Middleware for distributing computation to lower-power quantum nodes

The rapid advancement of quantum computing has created a significant demand for quantum resources; however, the current landscape is characterized by a limited number of Noisy Intermediate-Scale Quantum (NISQ) devices with restricted qubit counts and high operational costs. To fully exploit the potential of these technologies, especially in emerging edge-computing scenarios, this thesis proposes a hardware-agnostic Quantum Middleware that acts as an orchestration layer for distributed, heterogeneous quantum resources. This middleware decouples logical circuit definitions from physical execution, enabling seamless deployment across diverse backends, from cloud-hosted quantum processors to local, room-temperature devices.
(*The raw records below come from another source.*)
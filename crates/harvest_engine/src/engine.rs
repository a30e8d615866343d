use std::path::Path;
use std::sync::Arc;

use chrono::{FixedOffset, NaiveDate, Utc};
use harvest_core::{most_recent_completed_day, ChannelConfig};
use tokio_util::sync::CancellationToken;

use crate::backfill::{run_backfill, BackfillOptions, BackfillReport};
use crate::batch::BatchError;
use crate::channel::{run_channels, RunReport};
use crate::checkpoint::CheckpointStore;
use crate::gate::Pacing;
use crate::settings::{HarvestSettings, SettingsError};
use crate::slack::SlackClient;
use crate::source::{HarvestContext, MessageSource};
use crate::users::UserNameCache;
use crate::writer::HarvestWriter;
use crate::SourceError;

#[derive(Debug, thiserror::Error)]
pub enum EngineError {
    #[error(transparent)]
    Settings(#[from] SettingsError),
    #[error("failed to create source client: {0}")]
    Source(#[from] SourceError),
}

/// Owns the source client and everything a run needs around it.
pub struct HarvestEngine {
    source: Arc<dyn MessageSource>,
    pacing: Pacing,
    writer: HarvestWriter,
    settings: HarvestSettings,
    offset: FixedOffset,
}

impl HarvestEngine {
    pub fn new(source: Arc<dyn MessageSource>, settings: HarvestSettings) -> Result<Self, EngineError> {
        settings.validate()?;
        let offset = settings.offset()?;
        Ok(Self {
            source,
            pacing: settings.pacing(),
            writer: HarvestWriter::new(settings.output_dir.clone()),
            settings,
            offset,
        })
    }

    /// Engine backed by the Slack Web API.
    pub fn slack(token: &str, settings: HarvestSettings) -> Result<Self, EngineError> {
        let client = SlackClient::new(settings.source_settings(token))?;
        Self::new(Arc::new(client), settings)
    }

    pub fn settings(&self) -> &HarvestSettings {
        &self.settings
    }

    pub fn offset(&self) -> FixedOffset {
        self.offset
    }

    pub fn context(&self) -> HarvestContext<'_> {
        HarvestContext::new(self.source.as_ref(), &self.pacing)
    }

    /// Yesterday in the configured offset.
    pub fn default_date(&self) -> NaiveDate {
        most_recent_completed_day(Utc::now(), self.offset)
    }

    pub async fn run_day(
        &self,
        channels: &[ChannelConfig],
        date: NaiveDate,
        cancel: &CancellationToken,
    ) -> RunReport {
        let mut names = UserNameCache::new();
        run_channels(
            self.context(),
            channels,
            date,
            self.offset,
            &self.writer,
            &mut names,
            self.settings.channel_spacing(),
            cancel,
        )
        .await
    }

    pub async fn backfill(
        &self,
        channels: &[ChannelConfig],
        from: NaiveDate,
        to: NaiveDate,
        checkpoint: &Path,
        cancel: &CancellationToken,
    ) -> Result<BackfillReport, BatchError> {
        let options = BackfillOptions {
            from,
            to,
            offset: self.offset,
            checkpoint_every: self.settings.checkpoint_every,
            channel_spacing: self.settings.channel_spacing(),
        };
        let store = CheckpointStore::new(checkpoint);
        run_backfill(self.context(), channels, &options, &self.writer, &store, cancel).await
    }
}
The proposed solution leverages quantum circuit cutting via quasiprobability decomposition to execute workloads that exceed the physical capacity of a single Quantum Processing Unit (QPU). The platform is built on the Qiskit framework and ensures interoperability by adopting OpenQASM as a standard intermediate representation. To demonstrate its practical application, this thesis also includes the integration of a self-hosted, diamond Nitrogen-Vacancy (NV) center-based quantum computer into the middleware ecosystem. The platform was evaluated by executing the Quantum Approximate Optimization Algorithm (QAOA) for the Max-Cut problem. Experimental results demonstrate that the middleware successfully executed 2-qubit quantum programs on a single-qubit physical NV center device, identifying the optimal solution in 70% of the runs. Additionally, scalability and backend-agnosticism were verified through a 4-qubit experiment executed on a 2-qubit classical simulator, demonstrating the seamless transition between heterogeneous backends. These findings confirm the viability of the proposed virtualization layer and highlight the potential of circuit cutting to extend the capabilities of near-term quantum hardware within a distributed edge-cloud continuum.